I am big fan of live theater and musical theater. When I was a kid, I was in the children's choir for a local production of Joseph and His Amazing Technicolor Dreamcoat by Andrew Lloyd Weber. We did the show back in 1980 before he wrote Cats and Phantom of the Opera. I saw Chorus Line when I was a tween. I loved the dancing and music, but most of the plot was above my head. Jack and I saw Phantom of the Opera and Les Miserables when we were college students living in Chicago. Jack got me tickets as a Christmas present when we started dating.

For those three shows, I didn't know much of the music before I saw the show. It was all fresh, new and surprising. Sometimes it goes the other way with a musical. I took my daughter to see Les Miserables one summer when it was touring in Seattle, and she was unimpressed. After listening to the soundtrack on my iPod when we took on car trips, both kids loved it. When we saw it live last year, they were fairly familiar with the music and enjoyed the show. Now she is a diehard fan, playing and studying the music on the piano. We just saw Billy Elliot cold a few weeks ago. Aside from the family drama on our end, the show was good.

I am worried about Hamilton. My son is memorizing the lyrics to his favorite songs "My Shot" and "You'll Be Back." I am listening to the music, reading about it, and watching every interview of Lin-Manuel Miranda ever recorded. (Damn you, YouTube!) I watched videos of him performing at the White House in 2009 and then this year. I've seen the little selfies videos behind the stage. I saw the CBS Sunday Morning video before the show made it to Broadway. I ordered a copy of the book by Ron Chernow that Miranda based the musical on. I am addicted. This is a problem. (I'll spare you the links. If you get addicted to Hamilton, you can blame yourself, not me.)

I am jealous of Stephen Colbert. He saw Hamilton in previews. He said the first fifteen minutes were interesting, and he wondered if they could keep it up for a whole show. In the middle, he was thinking, yes, this works. At the end, he was crying.

I want that. I wish I could have that fresh, unexpected experience of seeing Hamilton unknown like Steven Colbert did. What if I scrape together to get tickets and fly to New York and by then I've heard it all a thousand times and then I am bored or unimpressed or disappointed, thinking the whole thing is overhyped? That would be hell. That is one of the beautiful things about seeing plays when you don't know much about them: they are a surprise, and surprises can be wonderful.

I remember the first time I saw Mamma Mia. Jack and I were in St. Louis and we went with his boss. I was a massive ABBA fan growing up in the 1970s, and I own almost everything they recored on vinyl, plus the CD ABBA Gold, which had a primary slot in the CD player in my car a few years ago. I thought the plot of "Guess who the dad is?" was stupid and a little absurd.

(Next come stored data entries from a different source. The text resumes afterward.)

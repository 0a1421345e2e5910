//! In-memory device for unit tests

use std::collections::{HashMap, HashSet};
use std::sync::Arc;

use async_trait::async_trait;
use fieldlink_modbus::{
    Connector, DeviceEndpoint, ModbusError, ModbusResult, RegisterClient, UnitSelector,
};
use parking_lot::Mutex;

#[derive(Default)]
struct FakeState {
    registers: HashMap<u16, u16>,
    read_errors: HashMap<u16, ModbusError>,
    short_reads: HashMap<u16, usize>,
    write_errors: HashMap<u16, ModbusError>,
    read_only: HashSet<u16>,
    refuse_connect: bool,
    reads: Vec<(u16, u16)>,
    writes: Vec<(u16, u16)>,
    opened: usize,
    closed: usize,
}

/// Scriptable device; also acts as its own [`Connector`]
#[derive(Clone, Default)]
pub struct FakeDevice {
    state: Arc<Mutex<FakeState>>,
}

impl FakeDevice {
    pub fn new() -> Self {
        Self::default()
    }

    pub fn set_registers(&self, start: u16, values: &[u16]) {
        let mut state = self.state.lock();
        for (offset, value) in values.iter().enumerate() {
            state.registers.insert(start + offset as u16, *value);
        }
    }

    pub fn register(&self, address: u16) -> u16 {
        self.state.lock().registers.get(&address).copied().unwrap_or(0)
    }

    pub fn fail_read(&self, start: u16, error: ModbusError) {
        self.state.lock().read_errors.insert(start, error);
    }

    /// Answer reads at `start` with only `len` registers
    pub fn short_read(&self, start: u16, len: usize) {
        self.state.lock().short_reads.insert(start, len);
    }

    pub fn fail_write(&self, address: u16, error: ModbusError) {
        self.state.lock().write_errors.insert(address, error);
    }

    /// Acknowledge writes to `address` without storing them
    pub fn make_read_only(&self, address: u16) {
        self.state.lock().read_only.insert(address);
    }

    pub fn refuse_connections(&self, refuse: bool) {
        self.state.lock().refuse_connect = refuse;
    }

    pub fn reads(&self) -> Vec<(u16, u16)> {
        self.state.lock().reads.clone()
    }

    pub fn writes(&self) -> Vec<(u16, u16)> {
        self.state.lock().writes.clone()
    }

    pub fn opened(&self) -> usize {
        self.state.lock().opened
    }

    pub fn closed(&self) -> usize {
        self.state.lock().closed
    }
}

#[async_trait]
impl Connector for FakeDevice {
    async fn connect(&self, endpoint: &DeviceEndpoint) -> ModbusResult<Box<dyn RegisterClient>> {
        let mut state = self.state.lock();
        if state.refuse_connect {
            return Err(ModbusError::connection(format!(
                "Failed to connect to {}",
                endpoint.address()
            )));
        }
        state.opened += 1;
        Ok(Box::new(FakeClient {
            device: self.clone(),
        }))
    }
}

/// Client that only accepts the named device-id convention
struct FakeClient {
    device: FakeDevice,
}

fn check_selector(selector: UnitSelector) -> ModbusResult<()> {
    match selector {
        UnitSelector::DeviceId(_) => Ok(()),
        other => Err(ModbusError::unsupported(format!("rejects {}", other))),
    }
}

#[async_trait]
impl RegisterClient for FakeClient {
    async fn read_holding_registers(
        &mut self,
        selector: UnitSelector,
        address: u16,
        count: u16,
    ) -> ModbusResult<Vec<u16>> {
        check_selector(selector)?;
        let mut state = self.device.state.lock();
        state.reads.push((address, count));

        if let Some(error) = state.read_errors.get(&address) {
            return Err(error.clone());
        }
        let len = state
            .short_reads
            .get(&address)
            .copied()
            .unwrap_or(count as usize);
        Ok((0..len)
            .map(|offset| {
                let addr = address + offset as u16;
                state.registers.get(&addr).copied().unwrap_or(0)
            })
            .collect())
    }

    async fn write_single_register(
        &mut self,
        selector: UnitSelector,
        address: u16,
        value: u16,
    ) -> ModbusResult<()> {
        check_selector(selector)?;
        let mut state = self.device.state.lock();
        state.writes.push((address, value));

        if let Some(error) = state.write_errors.get(&address) {
            return Err(error.clone());
        }
        if !state.read_only.contains(&address) {
            state.registers.insert(address, value);
        }
        Ok(())
    }

    async fn close(&mut self) -> ModbusResult<()> {
        self.device.state.lock().closed += 1;
        Ok(())
    }
}
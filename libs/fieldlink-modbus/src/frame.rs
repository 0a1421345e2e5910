//! Modbus TCP framing
//!
//! MBAP header encoding and response validation. One request is in flight per
//! connection, so a response is matched against the single outstanding
//! transaction instead of a pending-request table.

use tracing::debug;

use crate::constants::{MAX_MBAP_LENGTH, MBAP_HEADER_LEN};
use crate::error::{ModbusError, ModbusResult};
use crate::pdu::ModbusPdu;

/// Modbus TCP MBAP header
#[derive(Debug, Clone, Copy, PartialEq, Eq)]
pub struct MbapHeader {
    /// Transaction identifier
    pub transaction_id: u16,
    /// Protocol identifier (fixed to 0)
    pub protocol_id: u16,
    /// Length field (unit id + PDU)
    pub length: u16,
    /// Unit identifier
    pub unit_id: u8,
}

impl MbapHeader {
    /// Parse the 7 leading bytes of a frame
    pub fn parse(data: &[u8]) -> ModbusResult<Self> {
        if data.len() < MBAP_HEADER_LEN + 1 {
            return Err(ModbusError::protocol("TCP frame too short"));
        }

        Ok(Self {
            transaction_id: u16::from_be_bytes([data[0], data[1]]),
            protocol_id: u16::from_be_bytes([data[2], data[3]]),
            length: u16::from_be_bytes([data[4], data[5]]),
            unit_id: data[6],
        })
    }
}

/// Per-connection frame encoder/decoder
#[derive(Debug)]
pub struct FrameCodec {
    next_transaction_id: u16,
}

impl Default for FrameCodec {
    fn default() -> Self {
        Self::new()
    }
}

impl FrameCodec {
    pub fn new() -> Self {
        Self {
            next_transaction_id: 1,
        }
    }

    /// Get next transaction ID - wraps naturally from 0xFFFF to 0x0000
    fn next_transaction_id(&mut self) -> u16 {
        let id = self.next_transaction_id;
        self.next_transaction_id = self.next_transaction_id.wrapping_add(1);
        id
    }

    /// Build complete TCP frame (MBAP + PDU), returning its transaction id
    pub fn encode(&mut self, unit_id: u8, pdu: &ModbusPdu) -> (u16, Vec<u8>) {
        let transaction_id = self.next_transaction_id();
        let length = (pdu.len() + 1) as u16; // PDU length + unit_id

        let mut frame = Vec::with_capacity(MBAP_HEADER_LEN + 1 + pdu.len());
        frame.extend_from_slice(&transaction_id.to_be_bytes());
        frame.extend_from_slice(&0u16.to_be_bytes()); // protocol_id
        frame.extend_from_slice(&length.to_be_bytes());
        frame.push(unit_id);
        frame.extend_from_slice(pdu.as_slice());

        debug!(
            "Building TCP frame: trans_id={:04X}, unit_id={}, FC={:02X}, PDU_len={}",
            transaction_id,
            unit_id,
            pdu.function_code().unwrap_or(0),
            pdu.len()
        );

        (transaction_id, frame)
    }

    /// Validate a received frame against the outstanding request and extract its PDU
    pub fn decode(
        &self,
        data: &[u8],
        expected_transaction: u16,
        expected_unit: u8,
    ) -> ModbusResult<ModbusPdu> {
        let header = MbapHeader::parse(data)?;

        if header.protocol_id != 0 {
            return Err(ModbusError::protocol(format!(
                "Invalid protocol ID: expected 0, got {}",
                header.protocol_id
            )));
        }

        let length = header.length as usize;
        if length == 0 || length > MAX_MBAP_LENGTH {
            return Err(ModbusError::protocol(format!(
                "Invalid TCP frame length: {}",
                length
            )));
        }
        if data.len() != MBAP_HEADER_LEN + length {
            return Err(ModbusError::protocol(format!(
                "Invalid TCP frame length: expected {}, got {}",
                MBAP_HEADER_LEN + length,
                data.len()
            )));
        }

        if header.transaction_id != expected_transaction {
            return Err(ModbusError::protocol(format!(
                "Unexpected transaction ID: expected {:04X}, got {:04X}",
                expected_transaction, header.transaction_id
            )));
        }
        if header.unit_id != expected_unit {
            return Err(ModbusError::protocol(format!(
                "Unexpected unit ID: expected {}, got {}",
                expected_unit, header.unit_id
            )));
        }

        ModbusPdu::from_slice(&data[MBAP_HEADER_LEN + 1..])
    }
}
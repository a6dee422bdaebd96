use std::path::PathBuf;
use std::sync::atomic::{AtomicU64, Ordering};

use clap::Parser;
use itertools::Itertools;
use serde_json::{json, Value};
use tracing::Level;

use scoped_cache::{CacheOptions, ContextArena, ContextId, Inheritance, ScopePolicy, ScopedCache};

/// Build a context tree, run lookups through a scoped cache and print what
/// each lookup returned.
#[derive(Parser, Debug)]
#[command(author, version, about)]
struct Args {
    /// Context to add, as NAME or NAME:PARENT. Parents must be listed first.
    #[arg(long = "context", value_name = "NAME[:PARENT]", required = true)]
    contexts: Vec<String>,
    /// Lookup to run, as CONTEXT:KEY. Lookups run in the order given.
    #[arg(long = "get", value_name = "CONTEXT:KEY")]
    gets: Vec<String>,
    /// JSON file with cache options (`{"scope": ..., "inheritance": ...}`)
    #[arg(long)]
    config: Option<PathBuf>,
    /// Scope policy; overrides the config file
    #[arg(long)]
    scope: Option<ScopePolicy>,
    /// Inheritance policy; overrides the config file
    #[arg(long)]
    inheritance: Option<Inheritance>,
    /// Also print cache statistics
    #[arg(long)]
    stats: bool,
    /// Trace cache hits and misses on stderr
    #[arg(short, long)]
    verbose: bool,
}

fn fail(msg: impl std::fmt::Display) -> ! {
    eprintln!("{msg}");
    std::process::exit(1);
}

/// Split `a:b` into its two trimmed halves.
fn pair(spec: &str) -> Option<(&str, &str)> {
    spec.split(':').map(str::trim).collect_tuple()
}

fn load_options(args: &Args) -> CacheOptions {
    let mut opts = match args.config.as_ref() {
        Some(path) => {
            let text = std::fs::read_to_string(path)
                .unwrap_or_else(|e| fail(format!("Cannot read {}: {e}", path.display())));
            serde_json::from_str(&text)
                .unwrap_or_else(|e| fail(format!("Invalid config {}: {e}", path.display())))
        }
        None => CacheOptions::default(),
    };
    if let Some(scope) = args.scope { opts.scope = scope; }
    if let Some(inheritance) = args.inheritance { opts.inheritance = inheritance; }
    opts
}

fn build_tree(specs: &[String]) -> ContextArena {
    let mut arena = ContextArena::new();
    for spec in specs {
        let (name, parent) = if spec.contains(':') {
            match pair(spec) {
                Some((name, parent)) => (name, Some(parent)),
                None => fail(format!("Invalid context `{spec}`, expected NAME:PARENT")),
            }
        } else {
            (spec.trim(), None)
        };
        if name.is_empty() {
            fail(format!("Invalid context `{spec}`, name is empty"));
        }
        if arena.find(name).is_some() {
            fail(format!("Duplicate context `{name}`"));
        }
        match parent {
            None => { arena.root(name); }
            Some(parent) => {
                let parent_id = arena
                    .find(parent)
                    .unwrap_or_else(|| fail(format!("Unknown parent `{parent}` for `{name}`")));
                arena.child(parent_id, name);
            }
        }
    }
    arena
}

fn path_of(arena: &ContextArena, id: ContextId) -> String {
    let names = arena.ancestors(id).filter_map(|a| arena.name(a)).collect::<Vec<_>>();
    names.into_iter().rev().join("/")
}

fn main() {
    // Parse CLI arguments.
    let args = Args::parse();

    tracing_subscriber::fmt()
        .with_writer(std::io::stderr)
        .with_max_level(if args.verbose { Level::TRACE } else { Level::WARN })
        .init();

    let opts = load_options(&args);
    let arena = build_tree(&args.contexts);

    // Every creation gets the next serial, so independent values are visible.
    let serial = AtomicU64::new(1);
    let cache: ScopedCache<ContextId, String, Value> = ScopedCache::configure(
        move |key: &String| json!({ "key": key, "serial": serial.fetch_add(1, Ordering::SeqCst) }),
        opts.scope,
        opts.inheritance,
    )
    .unwrap_or_else(|e| fail(format!("Invalid cache options: {e}")));

    let mut lookups = Vec::with_capacity(args.gets.len());
    for spec in &args.gets {
        let (ctx_name, key) = pair(spec)
            .unwrap_or_else(|| fail(format!("Invalid lookup `{spec}`, expected CONTEXT:KEY")));
        let ctx = arena
            .find(ctx_name)
            .unwrap_or_else(|| fail(format!("Unknown context `{ctx_name}`")));
        let value = cache
            .get(&arena, ctx, key.to_string())
            .unwrap_or_else(|e| fail(format!("Lookup `{spec}` failed: {e}")));
        lookups.push(json!({
            "context": path_of(&arena, ctx),
            "key": key,
            "value": value,
        }));
    }

    let out: Value = if args.stats {
        json!({ "lookups": lookups, "stats": cache.stats() })
    } else {
        Value::Array(lookups)
    };
    match serde_json::to_string_pretty(&out) {
        Ok(text) => println!("{text}"),
        Err(e) => fail(format!("Cannot render output: {e}")),
    }
}
//! Context trees the cache walks.
//!
//! The cache never owns contexts. It sees them through [`ContextTree`], which
//! hands out copyable ids and answers "who is your parent".
use std::collections::HashMap;
use std::fmt::Debug;
use std::hash::Hash;

use serde::Serialize;

/// Parent lookup over some externally owned tree.
pub trait ContextTree {
    type Id: Copy + Eq + Hash + Debug;

    /// `None` for a root, and for ids the tree does not know.
    fn parent(&self, id: Self::Id) -> Option<Self::Id>;
}

/// A child → parent map is the smallest possible tree.
impl<Id> ContextTree for HashMap<Id, Id>
where
    Id: Copy + Eq + Hash + Debug,
{
    type Id = Id;

    fn parent(&self, id: Id) -> Option<Id> {
        self.get(&id).copied()
    }
}

#[derive(Debug, Clone, Copy, PartialEq, Eq, Hash, PartialOrd, Ord, Serialize)]
pub struct ContextId(usize);

impl ContextId {
    pub fn index(self) -> usize {
        self.0
    }
}

#[derive(Debug, Clone)]
struct Node {
    name: String,
    parent: Option<ContextId>,
}

/// Append-only arena of named contexts. A node's parent is fixed when the
/// node is added.
#[derive(Debug, Clone, Default)]
pub struct ContextArena {
    nodes: Vec<Node>,
}

impl ContextArena {
    pub fn new() -> Self {
        Self::default()
    }

    pub fn root(&mut self, name: impl Into<String>) -> ContextId {
        self.push(name.into(), None)
    }

    /// Add a child of `parent`. Returns `None` if `parent` is not in this arena.
    pub fn child(&mut self, parent: ContextId, name: impl Into<String>) -> Option<ContextId> {
        if parent.0 >= self.nodes.len() {
            return None;
        }
        Some(self.push(name.into(), Some(parent)))
    }

    fn push(&mut self, name: String, parent: Option<ContextId>) -> ContextId {
        let id = ContextId(self.nodes.len());
        self.nodes.push(Node { name, parent });
        id
    }

    pub fn name(&self, id: ContextId) -> Option<&str> {
        self.nodes.get(id.0).map(|n| n.name.as_str())
    }

    /// First context with this name, in insertion order.
    pub fn find(&self, name: &str) -> Option<ContextId> {
        self.nodes
            .iter()
            .position(|n| n.name == name)
            .map(ContextId)
    }

    /// `id` followed by its parent, grandparent and so on up to the root.
    pub fn ancestors(&self, id: ContextId) -> impl Iterator<Item = ContextId> + '_ {
        let start = (id.0 < self.nodes.len()).then_some(id);
        std::iter::successors(start, move |cur| self.nodes[cur.0].parent)
    }

    pub fn len(&self) -> usize {
        self.nodes.len()
    }

    pub fn is_empty(&self) -> bool {
        self.nodes.is_empty()
    }
}

impl ContextTree for ContextArena {
    type Id = ContextId;

    fn parent(&self, id: ContextId) -> Option<ContextId> {
        self.nodes.get(id.0).and_then(|n| n.parent)
    }
}
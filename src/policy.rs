//! Cache policies and the options struct that carries them.
use std::fmt;
use std::str::FromStr;

use serde::{Deserialize, Serialize};

use crate::errors::{ConfigError, Result};

/// Where a miss creates its value.
#[derive(Debug, Clone, Copy, PartialEq, Eq, Hash, Default, Serialize, Deserialize)]
#[serde(rename_all = "snake_case")]
pub enum ScopePolicy {
    /// Create at the context that asked. Also known as once-per-context.
    #[default]
    #[serde(alias = "once_per_context")]
    OncePerTest,
    OncePerClass,
    Singleton,
}

/// Whether descendants see values cached by their ancestors.
#[derive(Debug, Clone, Copy, PartialEq, Eq, Hash, Default, Serialize, Deserialize)]
#[serde(rename_all = "snake_case")]
pub enum Inheritance {
    #[default]
    Yes,
    No,
}

impl ScopePolicy {
    pub fn as_str(self) -> &'static str {
        match self {
            ScopePolicy::OncePerTest => "once_per_test",
            ScopePolicy::OncePerClass => "once_per_class",
            ScopePolicy::Singleton => "singleton",
        }
    }

    pub fn is_supported(self) -> bool {
        matches!(self, ScopePolicy::OncePerTest)
    }
}

impl Inheritance {
    pub fn as_str(self) -> &'static str {
        match self {
            Inheritance::Yes => "yes",
            Inheritance::No => "no",
        }
    }

    pub fn is_supported(self) -> bool {
        matches!(self, Inheritance::Yes)
    }
}

impl fmt::Display for ScopePolicy {
    fn fmt(&self, f: &mut fmt::Formatter<'_>) -> fmt::Result {
        f.write_str(self.as_str())
    }
}

impl fmt::Display for Inheritance {
    fn fmt(&self, f: &mut fmt::Formatter<'_>) -> fmt::Result {
        f.write_str(self.as_str())
    }
}

impl FromStr for ScopePolicy {
    type Err = ConfigError;

    fn from_str(s: &str) -> Result<Self> {
        match s.trim().to_ascii_lowercase().replace('-', "_").as_str() {
            "once_per_test" | "once_per_context" => Ok(ScopePolicy::OncePerTest),
            "once_per_class" => Ok(ScopePolicy::OncePerClass),
            "singleton" => Ok(ScopePolicy::Singleton),
            _ => Err(ConfigError::UnknownPolicy(s.to_string())),
        }
    }
}

impl FromStr for Inheritance {
    type Err = ConfigError;

    fn from_str(s: &str) -> Result<Self> {
        match s.trim().to_ascii_lowercase().as_str() {
            "yes" => Ok(Inheritance::Yes),
            "no" => Ok(Inheritance::No),
            _ => Err(ConfigError::UnknownPolicy(s.to_string())),
        }
    }
}

/// Options accepted by [`crate::ScopedCache::with_options`].
///
/// Missing fields fall back to the supported pair, so `{}` is a valid
/// config file.
#[derive(Debug, Clone, Copy, PartialEq, Eq, Default, Serialize, Deserialize)]
#[serde(default, deny_unknown_fields)]
pub struct CacheOptions {
    pub scope: ScopePolicy,
    pub inheritance: Inheritance,
}

impl CacheOptions {
    pub fn new(scope: ScopePolicy, inheritance: Inheritance) -> Self {
        Self { scope, inheritance }
    }

    /// Reject every pair except `once_per_test` + `yes`.
    pub fn validate(&self) -> Result<()> {
        if !self.scope.is_supported() {
            return Err(ConfigError::UnsupportedScope(self.scope));
        }
        if !self.inheritance.is_supported() {
            return Err(ConfigError::UnsupportedInheritance(self.inheritance));
        }
        Ok(())
    }
}
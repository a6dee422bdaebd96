//! Hierarchical, lazily populated key/value cache scoped to the nodes of a
//! context tree.
//!
//! A lookup starts at the asking context and walks up through its ancestors.
//! The nearest cached value wins. When nothing on the chain has one, the
//! creator runs and its result is stored at the asking context.
//!
//! ```
//! use scoped_cache::{ContextArena, ScopedCache};
//!
//! let mut tree = ContextArena::new();
//! let class = tree.root("class");
//! let method = tree.child(class, "method").unwrap();
//!
//! let cache = ScopedCache::new(|name: &&str| format!("mock of {name}"));
//! let shared = cache.get(&tree, class, "repo").unwrap();
//! assert_eq!(cache.get(&tree, method, "repo").unwrap(), shared);
//! ```
pub mod errors;
pub mod context;
pub mod policy;
mod cache;

pub use cache::{CacheStats, ScopedCache};
pub use context::{ContextArena, ContextId, ContextTree};
pub use errors::{CacheError, ConfigError, Result};
pub use policy::{CacheOptions, Inheritance, ScopePolicy};
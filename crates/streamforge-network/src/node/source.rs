use std::collections::HashMap;

use smallvec::smallvec;

use super::DirtyQueue;
use crate::fact::{Fact, FactHandle, FactType};
use crate::tuple::{TupleArena, TupleId};

/// Entry point of one fact type: wraps each working fact into an arity-1
/// tuple.
#[derive(Debug)]
pub(crate) struct SourceNode {
    fact_type: FactType,
    store_size: usize,
    tuples: HashMap<FactHandle, TupleId>,
    pub(super) queue: DirtyQueue<TupleId>,
}

impl SourceNode {
    pub fn new(fact_type: FactType, store_size: usize) -> Self {
        Self {
            fact_type,
            store_size,
            tuples: HashMap::new(),
            queue: DirtyQueue::default(),
        }
    }

    pub fn insert(&mut self, arena: &mut TupleArena, handle: FactHandle, fact: Fact) {
        debug_assert_eq!(FactType::of_fact(&fact), self.fact_type);
        let tuple = arena.create(smallvec![fact], self.store_size);
        if self.tuples.insert(handle, tuple).is_some() {
            panic!("Impossible state: fact {} inserted twice", handle);
        }
        self.queue.push(tuple);
    }

    pub fn update(&mut self, arena: &mut TupleArena, handle: FactHandle, fact: Fact) {
        let Some(&tuple) = self.tuples.get(&handle) else {
            panic!("Impossible state: update of unknown fact {}", handle);
        };
        arena.set_facts(tuple, smallvec![fact]);
        if arena.state_mut(tuple).mark_updated() {
            self.queue.push(tuple);
        }
    }

    pub fn retract(&mut self, arena: &mut TupleArena, handle: FactHandle) {
        let Some(tuple) = self.tuples.remove(&handle) else {
            panic!("Impossible state: retract of unknown fact {}", handle);
        };
        if arena.state_mut(tuple).mark_retracted() {
            self.queue.push(tuple);
        }
    }
}
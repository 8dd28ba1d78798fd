//! Test logging.

use std::sync::Once;

use tracing_subscriber::EnvFilter;

static INIT: Once = Once::new();

/// Installs a test-friendly `tracing` subscriber, once per process.
///
/// The filter comes from `RUST_LOG` and defaults to `warn`.
pub fn init_logging() {
    INIT.call_once(|| {
        let filter = EnvFilter::try_from_default_env().unwrap_or_else(|_| EnvFilter::new("warn"));
        let _ = tracing_subscriber::fmt()
            .with_env_filter(filter)
            .with_test_writer()
            .try_init();
    });
}
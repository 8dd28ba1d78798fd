//! LoadBalance collector computing the unfairness of a load distribution.
//!
//! Unfairness is the square root of the sum of squared deviations of each
//! balanced item's load from the mean load. Zero means perfectly balanced.
//! The state keeps the sum and the sum of squares of the loads, so adding or
//! removing one contribution is O(1).

use std::collections::HashMap;
use std::hash::Hash;

use super::{check_function, Collector};
use crate::fact::{Fact, FactType, FactValue};
use crate::function::{Function, TupleFn};

/// Loads per balanced item and their unfairness.
#[derive(Debug, Clone, PartialEq)]
pub struct LoadBalance<K: Hash + Eq> {
    loads: HashMap<K, i64>,
    unfairness: i64,
}

impl<K: Hash + Eq> LoadBalance<K> {
    pub fn loads(&self) -> &HashMap<K, i64> {
        &self.loads
    }

    /// Unfairness rounded to an integer, ready to be used as a match weight.
    #[inline]
    pub fn unfairness(&self) -> i64 {
        self.unfairness
    }
}

/// Creates a load balance collector.
///
/// # Example
///
/// ```
/// use streamforge_network::collector::{load_balance, Collector};
/// use streamforge_network::fact::fact;
///
/// #[derive(Debug)]
/// struct Shift { employee: u32 }
///
/// let balance = load_balance(|s: &Shift| s.employee, |_: &Shift| 1i64);
/// let mut state = balance.init();
/// for employee in [0, 0, 1] {
///     balance.accumulate(&mut state, &[fact(Shift { employee })]);
/// }
/// // Loads 2 and 1 around a mean of 1.5: sqrt(0.25 + 0.25) rounds to 1.
/// assert_eq!(balance.finish(&state).unfairness(), 1);
/// ```
pub fn load_balance<Args, K, F, M>(balanced: F, load: M) -> LoadBalanceCollector<K>
where
    K: FactValue + Clone + Hash + Eq,
    F: TupleFn<Args, K>,
    M: TupleFn<Args, i64>,
{
    LoadBalanceCollector {
        balanced: balanced.into_function(),
        load: load.into_function(),
    }
}

pub struct LoadBalanceCollector<K> {
    balanced: Function<K>,
    load: Function<i64>,
}

#[derive(Debug)]
pub struct LoadBalanceState<K> {
    // load and number of contributions per balanced item
    loads: HashMap<K, (i64, usize)>,
    sum: i128,
    sum_of_squares: i128,
}

impl<K: Hash + Eq> LoadBalanceState<K> {
    fn add(&mut self, key: K, diff: i64, contributions: isize) {
        let entry = self.loads.entry(key).or_insert((0, 0));
        let old = entry.0 as i128;
        entry.0 += diff;
        entry.1 = entry.1.wrapping_add_signed(contributions);
        let new = entry.0 as i128;
        self.sum += new - old;
        self.sum_of_squares += new * new - old * old;
    }

    fn unfairness(&self) -> i64 {
        let n = self.loads.len() as f64;
        if n == 0.0 {
            return 0;
        }
        let squared_deviation = self.sum_of_squares as f64 - (self.sum as f64).powi(2) / n;
        squared_deviation.max(0.0).sqrt().round() as i64
    }
}

impl<K> Collector for LoadBalanceCollector<K>
where
    K: FactValue + Clone + Hash + Eq,
{
    type State = LoadBalanceState<K>;
    type Undo = (K, i64);
    type Result = LoadBalance<K>;

    fn check_columns(&self, columns: &[FactType]) -> Result<(), String> {
        check_function(&self.balanced, columns)?;
        check_function(&self.load, columns)
    }

    fn init(&self) -> LoadBalanceState<K> {
        LoadBalanceState {
            loads: HashMap::new(),
            sum: 0,
            sum_of_squares: 0,
        }
    }

    fn accumulate(&self, state: &mut LoadBalanceState<K>, facts: &[Fact]) -> (K, i64) {
        let key = self.balanced.call(facts);
        let load = self.load.call(facts);
        state.add(key.clone(), load, 1);
        (key, load)
    }

    fn undo(&self, state: &mut LoadBalanceState<K>, (key, load): (K, i64)) {
        state.add(key.clone(), -load, -1);
        if state.loads.get(&key).is_some_and(|&(_, n)| n == 0) {
            state.loads.remove(&key);
        }
    }

    fn finish(&self, state: &LoadBalanceState<K>) -> LoadBalance<K> {
        LoadBalance {
            loads: state
                .loads
                .iter()
                .map(|(key, &(load, _))| (key.clone(), load))
                .collect(),
            unfairness: state.unfairness(),
        }
    }
}
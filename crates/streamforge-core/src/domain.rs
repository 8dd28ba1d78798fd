//! Domain traits facts may implement.

use std::fmt::Debug;
use std::hash::Hash;

/// Unique, stable identification of a fact.
///
/// Required by unique-pair streams: a pair `(a, b)` is only produced when
/// `a.planning_id() < b.planning_id()`, so every unordered pair appears once.
///
/// # Example
///
/// ```
/// use streamforge_core::PlanningId;
///
/// #[derive(Debug)]
/// struct Task {
///     id: i64,
/// }
///
/// impl PlanningId for Task {
///     type Id = i64;
///     fn planning_id(&self) -> i64 { self.id }
/// }
/// ```
pub trait PlanningId {
    /// The identifier type.
    type Id: Ord + Hash + Clone + Debug + Send + Sync + 'static;

    /// Returns the identifier. It must never change while the fact is inserted.
    fn planning_id(&self) -> Self::Id;
}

And then as it the story unfolded, I loved it. I took my daughter, Claire Adele, to see the movie with Meryl Streep when it came out, and she loved it too. She had a Mamma Mia birthday party when she was ten, and the girls got the karaoke version of the DVD and sang along. One of my favorite memories of her childhood would be Jack and I talking in the front yard, hearing the ten girls singing at the top of their lungs. (In my childhood, we would sing and dance to Barry Manilow's "Copacabana.") Later that summer, Claire Adele and I went to London where we got first row seats to Mamma Mia in the West End. Claire Adele sat mesmerized, glued to her seat, unable to move, she was so in awe. I was so jealous of the performers who got to go on stage every day and sing and dance and party. What a life!

While Claire Adele had the magical feeling of seeing her beloved show live, I still dream of the fresh experience. Jack, the Boy and I saw Come From Away when it was playing in Seattle last winter. Come From Away is a musical about the town of Gander in Newfoundland, Canada when seventy transatlantic flights were diverted there after 9/11. A few friends highly recommended it, so we got tickets, and it was amazing. The show is scheduled to go to Broadway this fall, and I feel personally invested in seeing it do well. I hope Hamilton's star may cast a light on Come From Away, not overpower it and block it out. Hamilton is different with hiphop, while Come From Away has more of a folk music feel, the music that would be played in small towns in faraway places, not in the center of New York. Come From Away isn't about oppression and gaining freedom, it is about how a small town in the middle of nowhere helped thousands of people in the largest crisis in recent times.

The scary thing about seeing something first and loving it is that I hope other people love it as much as I do. The people who saw Hamilton first were lucky.